American photographer

Hal Gould (February 29, 1920 – June 25, 2015) was an American photographer and gallery curator. He was an advocate of fine art photography and created a venue which eventually became the Camera Obscura gallery at the Denver Art Museum.

==Early life==
Gould was born in Clark, Wyoming. He grew up on a ranch in New Mexico and left home at the age of 16. After holding a number of different jobs, he entered dentistry school, but was drafted into the army in 1940. After he was called to duty, he joined E Company, 19th Infantry where he served together with James Jones. Eventually he entered officer school and became a head personnel officer. After the bombing of Pearl Harbor, he island-hopped with General Douglas MacArthur and remained in Japan during the occupation.

==Photography==
While Gould held many jobs during his life, including railroad-tie repairer, boxer, aviator, and painter, it was his pursuit of photography that would change his life. For nearly a quarter of a century he practised as a portrait photographer, eventually shifting into fine art photography.
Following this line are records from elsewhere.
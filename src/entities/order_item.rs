use rust_decimal::Decimal;
use sea_orm::entity::prelude::*;
use serde::{Deserialize, Serialize};

/// Line item frozen at order time. `product_name` and `unit_price` are
/// snapshots and do not follow later catalog edits.
#[derive(Clone, Debug, PartialEq, Eq, DeriveEntityModel, Serialize, Deserialize)]
#[sea_orm(table_name = "order_items")]
pub struct Model {
    #[sea_orm(primary_key, auto_increment = false)]
    pub id: Uuid,
    pub order_id: Uuid,
    pub product_id: Uuid,
    pub product_name: String,
    pub quantity: i32,
    #[sea_orm(column_type = "Decimal(Some((19, 4)))")]
    pub unit_price: Decimal,
}

impl Model {
    pub fn line_total(&self) -> Decimal {
        self.unit_price * Decimal::from(self.quantity)
    }
}

#[derive(Copy, Clone, Debug, EnumIter, DeriveRelation)]
pub enum Relation {
    #[sea_orm(
        belongs_to = "super::order::Entity",
        from = "Column::OrderId",
        to = "super::order::Column::Id",
        on_delete = "Cascade"
    )]
    Order,
    #[sea_orm(
        belongs_to = "super::product::Entity",
        from = "Column::ProductId",
        to = "super::product::Column::Id"
    )]
    Product,
}

impl Related<super::order::Entity> for Entity {
    fn to() -> RelationDef {
        Relation::Order.def()
    }
}

impl Related<super::product::Entity> for Entity {
    fn to() -> RelationDef {
        Relation::Product.def()
    }
}

impl ActiveModelBehavior for ActiveModel {}
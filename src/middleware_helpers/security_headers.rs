use axum::{
    extract::Request,
    http::{HeaderName, HeaderValue},
    middleware::Next,
    response::Response,
};

/// Headers stamped on every API response.
const API_SECURITY_HEADERS: &[(&str, &str)] = &[
    ("x-content-type-options", "nosniff"),
    ("x-frame-options", "DENY"),
    ("referrer-policy", "strict-origin-when-cross-origin"),
    (
        "content-security-policy",
        "default-src 'none'; frame-ancestors 'none'; base-uri 'none'",
    ),
    ("server", "LuxeMart"),
];

/// Adds hardening headers to JSON API responses.
///
/// Mounted on `/api/v1` only; the Swagger UI serves HTML and scripts that the
/// API content security policy would block.
pub async fn security_headers_middleware(req: Request, next: Next) -> Response {
    let mut res = next.run(req).await;
    let headers = res.headers_mut();

    for (name, value) in API_SECURITY_HEADERS {
        headers.insert(
            HeaderName::from_static(name),
            HeaderValue::from_static(value),
        );
    }

    // Orders and tokens must not end up in shared caches.
    if !headers.contains_key("cache-control") {
        headers.insert(
            HeaderName::from_static("cache-control"),
            HeaderValue::from_static("no-store"),
        );
    }

    res
}
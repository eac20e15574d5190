//! Business services. Handlers stay thin and call into these.

pub mod catalog;
pub mod money;
pub mod orders;
pub mod payments;
pub mod signature;
pub mod stats;
pub mod users;

use crate::{auth::AuthService, config::AppConfig, db::DbPool, events::EventSender};
use std::sync::Arc;

/// Every service the HTTP layer needs, built once at startup.
#[derive(Clone)]
pub struct Services {
    pub users: Arc<users::UserService>,
    pub catalog: Arc<catalog::CatalogService>,
    pub orders: Arc<orders::OrderService>,
    pub payments: Arc<payments::PaymentService>,
    pub stats: Arc<stats::StatsService>,
}

impl Services {
    pub fn new(
        db: Arc<DbPool>,
        auth: Arc<AuthService>,
        event_sender: Arc<EventSender>,
        config: &AppConfig,
    ) -> Self {
        Self {
            users: Arc::new(users::UserService::new(
                db.clone(),
                auth,
                event_sender.clone(),
            )),
            catalog: Arc::new(catalog::CatalogService::new(
                db.clone(),
                event_sender.clone(),
            )),
            orders: Arc::new(orders::OrderService::new(
                db.clone(),
                event_sender.clone(),
                config.tax_rate(),
            )),
            payments: Arc::new(payments::PaymentService::new(
                db.clone(),
                event_sender,
                config,
            )),
            stats: Arc::new(stats::StatsService::new(db)),
        }
    }
}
Gould's own photographic contributions to Camera Obscura Gallery include Western scenery and flora along with pictures from his various travels

==Gallery curator==
Gould repeatedly asked for the Denver Art Museum to display fine art photography, but director Otto Bach refused to consider the medium. To make artistic photography available to the public, Gould and others created a venue for displaying works directly behind the Denver Art Museum—eventually this would become the gallery Camera Obscura. This is now one of the oldest galleries dedicated exclusively to fine art photography. Gould's gallery gave Sebastião Salgado his first show in America, and has been publishing the Photography in the Fine Arts Quarterly since 1983.
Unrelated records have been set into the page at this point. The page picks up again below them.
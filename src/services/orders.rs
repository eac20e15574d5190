use crate::{
    auth::AuthUser,
    db::{with_transaction, DbPool},
    entities::order::{self, Entity as OrderEntity, OrderStatus},
    entities::order_item::{self, Entity as OrderItemEntity},
    entities::product::{self, Entity as ProductEntity},
    entities::user::{self, Entity as UserEntity},
    errors::ServiceError,
    events::{Event, EventSender},
    metrics,
    services::money::{compute_totals, Totals},
};
use chrono::{DateTime, Utc};
use lazy_static::lazy_static;
use rand::Rng;
use regex::Regex;
use rust_decimal::Decimal;
use sea_orm::{
    sea_query::Expr, ActiveModelTrait, ColumnTrait, ConnectionTrait, EntityTrait, QueryFilter,
    QueryOrder, Set, SqlErr,
};
use serde::{Deserialize, Serialize};
use std::collections::HashMap;
use std::sync::Arc;
use tracing::{info, instrument, warn};
use utoipa::ToSchema;
use uuid::Uuid;
use validator::Validate;

lazy_static! {
    pub static ref TXN_ID_REGEX: Regex =
        Regex::new(r"^[A-Za-z0-9_-]{1,64}$").expect("txn id pattern is valid");
}

/// `TXN` followed by twelve random digits.
pub fn generate_txn_id() -> String {
    let mut rng = rand::thread_rng();
    let digits: String = (0..12)
        .map(|_| char::from(b'0' + rng.gen_range(0..10u8)))
        .collect();
    format!("TXN{}", digits)
}

#[derive(Debug, Clone, Deserialize, Serialize, ToSchema)]
#[serde(rename_all = "camelCase")]
pub struct OrderLineRequest {
    #[serde(alias = "id")]
    pub product_id: Uuid,
    pub quantity: i32,
    /// Unit price the client displayed; frozen onto the line item
    #[schema(value_type = String, example = "100.00")]
    pub price: Decimal,
}

#[derive(Debug, Clone, Deserialize, Serialize, Validate, ToSchema)]
#[serde(rename_all = "camelCase")]
pub struct CreateOrderRequest {
    #[validate(length(min = 1, message = "At least one item is required"))]
    pub items: Vec<OrderLineRequest>,
    /// Must equal subtotal plus tax
    #[schema(value_type = String, example = "236.00")]
    pub total_amount: Decimal,
    #[validate(length(min = 1, max = 1000, message = "Shipping address is required"))]
    pub shipping_address: String,
    /// Generated when omitted
    #[validate(regex(
        path = "TXN_ID_REGEX",
        message = "txnId must be 1-64 letters, digits, '-' or '_'"
    ))]
    pub txn_id: Option<String>,
}

impl CreateOrderRequest {
    fn validate_lines(&self) -> Result<(), ServiceError> {
        self.validate()?;
        if self.shipping_address.trim().is_empty() {
            return Err(ServiceError::ValidationError(
                "Shipping address is required".to_string(),
            ));
        }
        for line in &self.items {
            if line.quantity < 1 {
                return Err(ServiceError::ValidationError(format!(
                    "Quantity for product {} must be at least 1",
                    line.product_id
                )));
            }
            if line.price.is_sign_negative() && !line.price.is_zero() {
                return Err(ServiceError::ValidationError(format!(
                    "Price for product {} must not be negative",
                    line.product_id
                )));
            }
        }
        Ok(())
    }
}

#[derive(Debug, Clone, Deserialize, Serialize, ToSchema)]
#[serde(rename_all = "camelCase")]
pub struct UpdateOrderStatusRequest {
    pub status: OrderStatus,
}

#[derive(Debug, Clone, Serialize, Deserialize, ToSchema)]
#[serde(rename_all = "camelCase")]
pub struct OrderItemResponse {
    pub id: Uuid,
    pub product_id: Uuid,
    pub product_name: String,
    pub quantity: i32,
    #[schema(value_type = String)]
    pub unit_price: Decimal,
}

impl From<order_item::Model> for OrderItemResponse {
    fn from(model: order_item::Model) -> Self {
        Self {
            id: model.id,
            product_id: model.product_id,
            product_name: model.product_name,
            quantity: model.quantity,
            unit_price: model.unit_price,
        }
    }
}

/// Customer details shown to administrators
#[derive(Debug, Clone, Serialize, Deserialize, ToSchema)]
#[serde(rename_all = "camelCase")]
pub struct CustomerSummary {
    pub name: String,
    pub email: String,
}

#[derive(Debug, Clone, Serialize, Deserialize, ToSchema)]
#[serde(rename_all = "camelCase")]
pub struct OrderResponse {
    pub id: Uuid,
    pub user_id: Uuid,
    pub txn_id: String,
    pub status: OrderStatus,
    #[schema(value_type = String)]
    pub subtotal: Decimal,
    #[schema(value_type = String)]
    pub tax_amount: Decimal,
    #[schema(value_type = String)]
    pub total_amount: Decimal,
    pub shipping_address: String,
    pub items: Vec<OrderItemResponse>,
    #[serde(skip_serializing_if = "Option::is_none")]
    pub customer: Option<CustomerSummary>,
    pub created_at: DateTime<Utc>,
    pub updated_at: DateTime<Utc>,
}

impl OrderResponse {
    fn assemble(
        order: order::Model,
        items: Vec<order_item::Model>,
        customer: Option<CustomerSummary>,
    ) -> Self {
        Self {
            id: order.id,
            user_id: order.user_id,
            txn_id: order.txn_id,
            status: order.status,
            subtotal: order.subtotal,
            tax_amount: order.tax_amount,
            total_amount: order.total_amount,
            shipping_address: order.shipping_address,
            items: items.into_iter().map(OrderItemResponse::from).collect(),
            customer,
            created_at: order.created_at,
            updated_at: order.updated_at,
        }
    }
}

/// Reserves one line item's stock with a guarded decrement.
///
/// The `stock >= quantity` predicate is evaluated by the database under the
/// row lock taken by the UPDATE, so concurrent reservations of the same
/// product serialize and stock never goes negative.
async fn reserve_stock<C: ConnectionTrait>(
    conn: &C,
    line: &OrderLineRequest,
    now: DateTime<Utc>,
) -> Result<product::Model, ServiceError> {
    let result = ProductEntity::update_many()
        .col_expr(
            product::Column::Stock,
            Expr::col(product::Column::Stock).sub(line.quantity),
        )
        .col_expr(product::Column::UpdatedAt, Expr::value(now))
        .filter(product::Column::Id.eq(line.product_id))
        .filter(product::Column::Stock.gte(line.quantity))
        .exec(conn)
        .await
        .map_err(ServiceError::db_error)?;

    let product = ProductEntity::find_by_id(line.product_id)
        .one(conn)
        .await
        .map_err(ServiceError::db_error)?
        .ok_or_else(|| ServiceError::NotFound(format!("Product {} not found", line.product_id)))?;

    if result.rows_affected == 0 {
        return Err(ServiceError::InsufficientStock(format!(
            "Insufficient stock for {}",
            product.name
        )));
    }
    Ok(product)
}

/// Order ledger: creation, queries and administrative status changes
#[derive(Clone)]
pub struct OrderService {
    db_pool: Arc<DbPool>,
    event_sender: Arc<EventSender>,
    tax_rate: Decimal,
}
Gould hosted his last show as curator of Camera Obscura Gallery, featuring his works and those by Gallery associate director Loretta Young-Gautier, and then closed the Gallery doors to the public after the conclusion of the open house reception for their show on April 30, 2011. According to the March 20, 2011, article in The Denver Post, Gould cites "No sales" brought on by the recent recession as the reason for closing the Gallery. Gould died on June 25, 2015, at the age of 95.